(PROBLEM DETAILS) Please copy every line below that contains the string "sleep".

Stored items from a collection:
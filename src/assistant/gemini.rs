//! Gemini `generateContent` client.

use async_trait::async_trait;
use serde::{Deserialize, Serialize};
use serde_json::Value;

use super::payload::{response_schema, NarrativeTexts, PromptPayload, SYSTEM_INSTRUCTION};
use super::{AssistantError, NarrativeService};

pub const DEFAULT_MODEL: &str = "gemini-2.5-flash";
pub const DEFAULT_API_BASE: &str = "https://generativelanguage.googleapis.com/v1beta";

#[derive(Serialize, Deserialize, Debug, Clone, PartialEq, Default)]
pub struct Part {
    #[serde(default)]
    pub text: String,
}

#[derive(Serialize, Deserialize, Debug, Clone, PartialEq, Default)]
pub struct Content {
    #[serde(skip_serializing_if = "Option::is_none")]
    pub role: Option<String>,
    #[serde(default)]
    pub parts: Vec<Part>,
}

#[derive(Serialize, Debug, Clone, PartialEq)]
#[serde(rename_all = "camelCase")]
pub struct GenerationConfig {
    pub response_mime_type: String,
    pub response_schema: Value,
}

#[derive(Serialize, Debug, Clone, PartialEq)]
#[serde(rename_all = "camelCase")]
pub struct GenerateContentRequest {
    pub system_instruction: Content,
    pub contents: Vec<Content>,
    pub generation_config: GenerationConfig,
}

impl GenerateContentRequest {
    pub fn for_payload(payload: &PromptPayload) -> Self {
        Self {
            system_instruction: Content {
                role: None,
                parts: vec![Part {
                    text: SYSTEM_INSTRUCTION.to_string(),
                }],
            },
            contents: vec![Content {
                role: Some("user".to_string()),
                parts: vec![Part {
                    text: payload.prompt(),
                }],
            }],
            generation_config: GenerationConfig {
                response_mime_type: "application/json".to_string(),
                response_schema: response_schema(),
            },
        }
    }
}

#[derive(Deserialize, Debug, Default)]
pub struct Candidate {
    #[serde(default)]
    pub content: Content,
}

#[derive(Deserialize, Debug, Default)]
pub struct GenerateContentResponse {
    #[serde(default)]
    pub candidates: Vec<Candidate>,
}

impl GenerateContentResponse {
    /// Text of the first candidate, or empty when there is none.
    pub fn text(&self) -> String {
        self.candidates
            .first()
            .map(|c| {
                c.content
                    .parts
                    .iter()
                    .map(|p| p.text.as_str())
                    .collect::<String>()
            })
            .unwrap_or_default()
    }
}

/// Talks to the Gemini REST API over a shared `reqwest` client.
pub struct GeminiClient {
    http: reqwest::Client,
    base_url: String,
    model: String,
}

impl GeminiClient {
    pub fn new(http: reqwest::Client, base_url: impl Into<String>, model: impl Into<String>) -> Self {
        Self {
            http,
            base_url: base_url.into(),
            model: model.into(),
        }
    }

    pub fn endpoint(&self) -> String {
        format!(
            "{}/models/{}:generateContent",
            self.base_url.trim_end_matches('/'),
            self.model
        )
    }
}

#[async_trait]
impl NarrativeService for GeminiClient {
    async fn generate(
        &self,
        api_key: &str,
        payload: &PromptPayload,
    ) -> Result<NarrativeTexts, AssistantError> {
        let request = GenerateContentRequest::for_payload(payload);

        let response = self
            .http
            .post(self.endpoint())
            .header("x-goog-api-key", api_key)
            .json(&request)
            .send()
            .await
            .map_err(|e| AssistantError::Service(e.to_string()))?;

        let status = response.status();
        if !status.is_success() {
            let body = response.text().await.unwrap_or_default();
            return Err(AssistantError::Service(format!("HTTP {}: {}", status, body)));
        }

        let parsed: GenerateContentResponse = response
            .json()
            .await
            .map_err(|e| AssistantError::Service(e.to_string()))?;

        NarrativeTexts::from_model_text(&parsed.text())
    }
}
//! Guarded capture of the report into a downloadable file.

use std::sync::Arc;
use std::time::Duration;

use super::common::output_filename;
use super::render::{RenderMode, RenderedDocument, ReportRenderer};
use super::traits::PdfBackend;
use super::{DocumentError, GeneratedDocument, OutputFormat};
use crate::guard::BusyFlag;
use crate::report::model::ReportRecord;
use crate::report::store::RecordStore;

/// Page margins in millimetres.
#[derive(Debug, Clone, Copy, PartialEq)]
pub struct PageMargins {
    pub top: f32,
    pub right: f32,
    pub bottom: f32,
    pub left: f32,
}

impl Default for PageMargins {
    fn default() -> Self {
        Self {
            top: 20.0,
            right: 15.0,
            bottom: 21.0,
            left: 23.0,
        }
    }
}

#[derive(Debug, Clone, PartialEq)]
pub struct CaptureOptions {
    pub paper: String,
    pub landscape: bool,
    pub margins: PageMargins,
    /// Raster scale factor; PNG snapshots use `72 * scale` ppi
    pub scale: f32,
    /// Keep sections whole and start section D on a fresh page when needed
    pub page_breaks: bool,
}

impl Default for CaptureOptions {
    fn default() -> Self {
        Self {
            paper: "a4".to_string(),
            landscape: false,
            margins: PageMargins::default(),
            scale: 2.0,
            page_breaks: true,
        }
    }
}

/// Renders previews and runs the capture flow.
///
/// Only one capture runs at a time. While it runs, [`DocumentService::mode`]
/// reports [`RenderMode::Capture`] so previews drop their editing aids too.
pub struct DocumentService {
    renderer: ReportRenderer,
    backend: Arc<dyn PdfBackend>,
    capturing: BusyFlag,
    settle_delay: Duration,
}

impl DocumentService {
    pub fn new(
        renderer: ReportRenderer,
        backend: Arc<dyn PdfBackend>,
        settle_delay: Duration,
    ) -> Self {
        Self {
            renderer,
            backend,
            capturing: BusyFlag::new(),
            settle_delay,
        }
    }

    pub fn is_capturing(&self) -> bool {
        self.capturing.is_set()
    }

    pub fn mode(&self) -> RenderMode {
        RenderMode::from_capturing(self.is_capturing())
    }

    /// Render `record` in whichever mode is current.
    pub fn preview(&self, record: &ReportRecord) -> RenderedDocument {
        self.renderer.render(record, self.mode())
    }

    /// Capture the current record.
    ///
    /// Waits for the settle delay after entering capture mode, then renders
    /// the record as it is at that moment. The flag is cleared on every exit.
    pub async fn capture(
        &self,
        store: &RecordStore,
        format: OutputFormat,
    ) -> Result<GeneratedDocument, DocumentError> {
        let _guard = self
            .capturing
            .try_acquire()
            .ok_or(DocumentError::CaptureInProgress)?;

        if !self.settle_delay.is_zero() {
            tokio::time::sleep(self.settle_delay).await;
        }

        let record = store.snapshot();
        let document = self.renderer.render(&record, RenderMode::Capture);
        let backend = self.backend.clone();

        let bytes = tokio::task::spawn_blocking(move || backend.compile(&document, format))
            .await
            .map_err(|e| DocumentError::Join(e.to_string()))??;

        let filename = output_filename(&record, format.extension());
        log::info!("Captured report as {} ({} bytes)", filename, bytes.len());

        Ok(GeneratedDocument {
            filename,
            bytes,
            format,
        })
    }
}

#[cfg(test)]
mod tests {
    use super::*;
    use crate::config::SchoolProfile;
    use crate::report::template::initial_record;
    use parking_lot::Mutex;

    #[derive(Default)]
    struct RecordingBackend {
        fail: bool,
        sources: Mutex<Vec<String>>,
    }

    impl PdfBackend for RecordingBackend {
        fn compile(
            &self,
            document: &RenderedDocument,
            _format: OutputFormat,
        ) -> Result<Vec<u8>, DocumentError> {
            self.sources.lock().push(document.source.clone());
            if self.fail {
                Err(DocumentError::TypstExit(1))
            } else {
                Ok(b"%PDF-1.7".to_vec())
            }
        }
    }

    fn service(backend: Arc<RecordingBackend>, delay_ms: u64) -> DocumentService {
        let renderer = ReportRenderer::with_template(
            String::new(),
            SchoolProfile::default(),
            CaptureOptions::default(),
        );
        DocumentService::new(renderer, backend, Duration::from_millis(delay_ms))
    }

    #[tokio::test]
    async fn test_capture_returns_named_pdf() {
        let backend = Arc::new(RecordingBackend::default());
        let service = service(backend.clone(), 0);
        let store = RecordStore::new(initial_record());

        let doc = service.capture(&store, OutputFormat::Pdf).await.unwrap();
        assert_eq!(doc.filename, "Rapor_Muhammad_Fatih_Al-Farisi_Ganjil.pdf");
        assert_eq!(doc.bytes, b"%PDF-1.7".to_vec());
        assert!(!service.is_capturing());

        let sources = backend.sources.lock();
        assert_eq!(sources.len(), 1);
        assert!(!sources[0].contains("Tambah Baris"));
    }

    #[tokio::test]
    async fn test_failed_capture_releases_flag() {
        let backend = Arc::new(RecordingBackend {
            fail: true,
            ..Default::default()
        });
        let service = service(backend, 0);
        let store = RecordStore::new(initial_record());

        let result = service.capture(&store, OutputFormat::Pdf).await;
        assert!(matches!(result, Err(DocumentError::TypstExit(1))));
        assert!(!service.is_capturing());
        assert_eq!(service.mode(), RenderMode::Edit);
    }

    #[tokio::test]
    async fn test_overlapping_capture_is_refused() {
        let backend = Arc::new(RecordingBackend::default());
        let service = service(backend.clone(), 50);
        let store = RecordStore::new(initial_record());

        let (first, second) = tokio::join!(
            service.capture(&store, OutputFormat::Pdf),
            service.capture(&store, OutputFormat::Pdf)
        );
        assert!(first.is_ok());
        assert!(matches!(second, Err(DocumentError::CaptureInProgress)));
        assert_eq!(backend.sources.lock().len(), 1);
    }

    #[tokio::test]
    async fn test_capture_sees_edits_made_during_settle_delay() {
        let backend = Arc::new(RecordingBackend::default());
        let service = service(backend.clone(), 50);
        let store = RecordStore::new(initial_record());

        let edit = async {
            tokio::time::sleep(Duration::from_millis(10)).await;
            assert_eq!(service.mode(), RenderMode::Capture);
            store.update(|r| r.with_narrative("Ananda tumbuh ceria.".to_string()));
        };
        let (doc, _) = tokio::join!(service.capture(&store, OutputFormat::Pdf), edit);

        assert!(doc.is_ok());
        assert!(backend.sources.lock()[0].contains("Ananda tumbuh ceria."));
    }
}
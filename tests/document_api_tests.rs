mod common;

use actix_web::http::header;
use actix_web::{http::StatusCode, test, App};
use common::{create_test_app_state, MockNarrativeService, MockPdfBackend};
use rapor_tk::configure_api;
use rapor_tk::document::OutputFormat;
use rapor_tk::report::model::StudentPatch;
use std::sync::Arc;

#[actix_web::test]
async fn test_pdf_download_is_named_after_student() {
    let backend = Arc::new(MockPdfBackend::default());
    let state = create_test_app_state(
        Arc::new(MockNarrativeService::answering("{}")),
        backend.clone(),
        None,
    );
    let app = test::init_service(App::new().app_data(state.clone()).configure(configure_api)).await;

    let req = test::TestRequest::get().uri("/api/rapor/pdf").to_request();
    let resp = test::call_service(&app, req).await;

    assert_eq!(resp.status(), StatusCode::OK);
    assert_eq!(
        resp.headers().get(header::CONTENT_TYPE).unwrap(),
        "application/pdf"
    );
    let disposition = resp
        .headers()
        .get(header::CONTENT_DISPOSITION)
        .unwrap()
        .to_str()
        .unwrap()
        .to_string();
    assert!(disposition.contains("Rapor_Muhammad_Fatih_Al-Farisi_Ganjil.pdf"));

    let body = test::read_body(resp).await;
    assert!(body.starts_with(b"%PDF"));

    let documents = backend.documents.lock();
    assert_eq!(documents.len(), 1);
    let (source, format) = &documents[0];
    assert_eq!(*format, OutputFormat::Pdf);
    assert!(!source.contains("Tambah Baris"));
    assert!(source.contains("margin: (top: 20mm, right: 15mm, bottom: 21mm, left: 23mm)"));
    assert!(!state.documents.is_capturing());
}

#[actix_web::test]
async fn test_snapshot_returns_png() {
    let backend = Arc::new(MockPdfBackend::default());
    let state = create_test_app_state(
        Arc::new(MockNarrativeService::answering("{}")),
        backend.clone(),
        None,
    );
    let app = test::init_service(App::new().app_data(state.clone()).configure(configure_api)).await;

    let req = test::TestRequest::get().uri("/api/rapor/snapshot").to_request();
    let resp = test::call_service(&app, req).await;

    assert_eq!(resp.status(), StatusCode::OK);
    assert_eq!(resp.headers().get(header::CONTENT_TYPE).unwrap(), "image/png");
    assert_eq!(backend.documents.lock()[0].1, OutputFormat::Png);
}

#[actix_web::test]
async fn test_failed_capture_reports_and_resets_flag() {
    let state = create_test_app_state(
        Arc::new(MockNarrativeService::answering("{}")),
        Arc::new(MockPdfBackend::failing()),
        None,
    );
    let app = test::init_service(App::new().app_data(state.clone()).configure(configure_api)).await;

    let req = test::TestRequest::get().uri("/api/rapor/pdf").to_request();
    let resp = test::call_service(&app, req).await;

    assert_eq!(resp.status(), StatusCode::INTERNAL_SERVER_ERROR);
    let body = test::read_body(resp).await;
    assert!(String::from_utf8_lossy(&body).contains("Gagal menyimpan PDF."));
    assert!(!state.documents.is_capturing());
}

#[actix_web::test]
async fn test_preview_shows_edit_chrome() {
    let state = create_test_app_state(
        Arc::new(MockNarrativeService::answering("{}")),
        Arc::new(MockPdfBackend::default()),
        None,
    );
    let app = test::init_service(App::new().app_data(state.clone()).configure(configure_api)).await;

    let req = test::TestRequest::get().uri("/api/rapor/preview").to_request();
    let body = test::call_and_read_body(&app, req).await;
    let source = String::from_utf8(body.to_vec()).unwrap();

    assert!(source.contains("Tambah Baris"));
    assert!(source.contains("#kop("));
    assert!(source.contains("Muhammad Fatih Al-Farisi"));
}

#[actix_web::test]
async fn test_pdf_download_with_non_ascii_name() {
    let state = create_test_app_state(
        Arc::new(MockNarrativeService::answering("{}")),
        Arc::new(MockPdfBackend::default()),
        None,
    );
    state.store.update(|record| {
        record.with_student(StudentPatch {
            name: Some("Zoë Ananda".to_string()),
            ..Default::default()
        })
    });
    let app = test::init_service(App::new().app_data(state.clone()).configure(configure_api)).await;

    let req = test::TestRequest::get().uri("/api/rapor/pdf").to_request();
    let resp = test::call_service(&app, req).await;

    assert_eq!(resp.status(), StatusCode::OK);
    let disposition = resp
        .headers()
        .get(header::CONTENT_DISPOSITION)
        .unwrap()
        .to_str()
        .unwrap()
        .to_string();
    assert!(disposition.contains("filename=\"Rapor_Zo__Ananda_Ganjil.pdf\""));
    assert!(disposition.contains("filename*=UTF-8''Rapor_Zo%C3%AB_Ananda_Ganjil.pdf"));
}
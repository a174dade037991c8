//! Assistant module - drafts sections D and H with a generative-text model.
//!
//! - `payload` - the reduced record sent to the model and the answer parsing
//! - `gemini` - the Gemini REST client
//! - `routes` - `POST /api/rapor/narrative`

pub mod gemini;
pub mod payload;
pub mod routes;

use async_trait::async_trait;
use std::sync::Arc;
use thiserror::Error;

use crate::guard::BusyFlag;
use crate::report::model::ReportRecord;
use crate::report::store::RecordStore;
use payload::{NarrativeTexts, PromptPayload};

pub const MISSING_CREDENTIAL_NOTICE: &str = "API Key belum diset!";
pub const SERVICE_FAILED_NOTICE: &str = "Gagal menghasilkan narasi.";

#[derive(Debug, Error)]
pub enum AssistantError {
    #[error("API Key belum diset!")]
    MissingCredential,
    #[error("narrative service failed: {0}")]
    Service(String),
    #[error("Narasi sedang ditulis...")]
    InProgress,
}

/// A model that turns the prompt payload into the two report texts.
#[async_trait]
pub trait NarrativeService: Send + Sync {
    async fn generate(
        &self,
        api_key: &str,
        payload: &PromptPayload,
    ) -> Result<NarrativeTexts, AssistantError>;
}

/// Runs one narrative request at a time against a [`NarrativeService`].
pub struct NarrativeAssistant {
    api_key: Option<String>,
    service: Arc<dyn NarrativeService>,
    generating: BusyFlag,
}

impl NarrativeAssistant {
    pub fn new(api_key: Option<String>, service: Arc<dyn NarrativeService>) -> Self {
        Self {
            api_key: api_key.filter(|k| !k.trim().is_empty()),
            service,
            generating: BusyFlag::new(),
        }
    }

    pub fn has_credential(&self) -> bool {
        self.api_key.is_some()
    }

    pub fn is_generating(&self) -> bool {
        self.generating.is_set()
    }

    /// Ask the model for new texts and write them into the live record.
    ///
    /// Only `narrative` and `teacherNote` change, and only on success. Edits
    /// made while the request is running are kept.
    pub async fn write_narrative(&self, store: &RecordStore) -> Result<ReportRecord, AssistantError> {
        let api_key = self
            .api_key
            .as_deref()
            .ok_or(AssistantError::MissingCredential)?;
        let _guard = self
            .generating
            .try_acquire()
            .ok_or(AssistantError::InProgress)?;

        let payload = PromptPayload::from(&store.snapshot());
        log::info!("Requesting narrative for {}", payload.student_name);

        let texts = self.service.generate(api_key, &payload).await?;

        Ok(store.update(|record| {
            record
                .with_narrative(texts.narrative)
                .with_teacher_note(texts.teacher_note)
        }))
    }
}

#[cfg(test)]
mod tests {
    use super::*;
    use crate::report::template::initial_record;
    use std::sync::atomic::{AtomicUsize, Ordering};
    use std::time::Duration;

    struct CountingService {
        calls: AtomicUsize,
        answer: Result<NarrativeTexts, String>,
        delay: Duration,
    }

    impl CountingService {
        fn answering(narrative: &str, note: &str) -> Self {
            Self {
                calls: AtomicUsize::new(0),
                answer: Ok(NarrativeTexts {
                    narrative: narrative.to_string(),
                    teacher_note: note.to_string(),
                }),
                delay: Duration::ZERO,
            }
        }
    }

    #[async_trait]
    impl NarrativeService for CountingService {
        async fn generate(
            &self,
            _api_key: &str,
            _payload: &PromptPayload,
        ) -> Result<NarrativeTexts, AssistantError> {
            self.calls.fetch_add(1, Ordering::SeqCst);
            if !self.delay.is_zero() {
                tokio::time::sleep(self.delay).await;
            }
            self.answer.clone().map_err(AssistantError::Service)
        }
    }

    #[tokio::test]
    async fn test_success_overwrites_only_texts() {
        let service = Arc::new(CountingService::answering("Ananda ceria.", "Pertahankan!"));
        let assistant = NarrativeAssistant::new(Some("key".to_string()), service.clone());
        let store = RecordStore::new(initial_record());
        let before = store.snapshot();

        let after = assistant.write_narrative(&store).await.unwrap();

        assert_eq!(after.narrative, "Ananda ceria.");
        assert_eq!(after.teacher_note, "Pertahankan!");
        assert_eq!(
            ReportRecord {
                narrative: before.narrative.clone(),
                teacher_note: before.teacher_note.clone(),
                ..after.clone()
            },
            before
        );
        assert_eq!(service.calls.load(Ordering::SeqCst), 1);
        assert!(!assistant.is_generating());
    }

    #[tokio::test]
    async fn test_missing_credential_makes_no_call() {
        let service = Arc::new(CountingService::answering("x", "y"));
        let assistant = NarrativeAssistant::new(Some("  ".to_string()), service.clone());
        let store = RecordStore::new(initial_record());
        let before = store.snapshot();

        let result = assistant.write_narrative(&store).await;

        assert!(matches!(result, Err(AssistantError::MissingCredential)));
        assert!(!assistant.has_credential());
        assert_eq!(service.calls.load(Ordering::SeqCst), 0);
        assert_eq!(store.snapshot(), before);
    }

    #[tokio::test]
    async fn test_service_failure_leaves_record_and_clears_flag() {
        let service = Arc::new(CountingService {
            answer: Err("HTTP 503".to_string()),
            ..CountingService::answering("", "")
        });
        let assistant = NarrativeAssistant::new(Some("key".to_string()), service);
        let store = RecordStore::new(initial_record());
        let before = store.snapshot();

        let result = assistant.write_narrative(&store).await;

        assert!(matches!(result, Err(AssistantError::Service(_))));
        assert_eq!(store.snapshot(), before);
        assert!(!assistant.is_generating());
    }

    #[tokio::test]
    async fn test_concurrent_request_is_refused() {
        let service = Arc::new(CountingService {
            delay: Duration::from_millis(50),
            ..CountingService::answering("a", "b")
        });
        let assistant = NarrativeAssistant::new(Some("key".to_string()), service.clone());
        let store = RecordStore::new(initial_record());

        let (first, second) = tokio::join!(
            assistant.write_narrative(&store),
            assistant.write_narrative(&store)
        );

        assert!(first.is_ok());
        assert!(matches!(second, Err(AssistantError::InProgress)));
        assert_eq!(service.calls.load(Ordering::SeqCst), 1);
    }
}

(OUTPUT OF THE TASK)
            tokio::time::sleep(self.settle_delay).await;
            tokio::time::sleep(Duration::from_millis(10)).await;
                tokio::time::sleep(self.delay).await;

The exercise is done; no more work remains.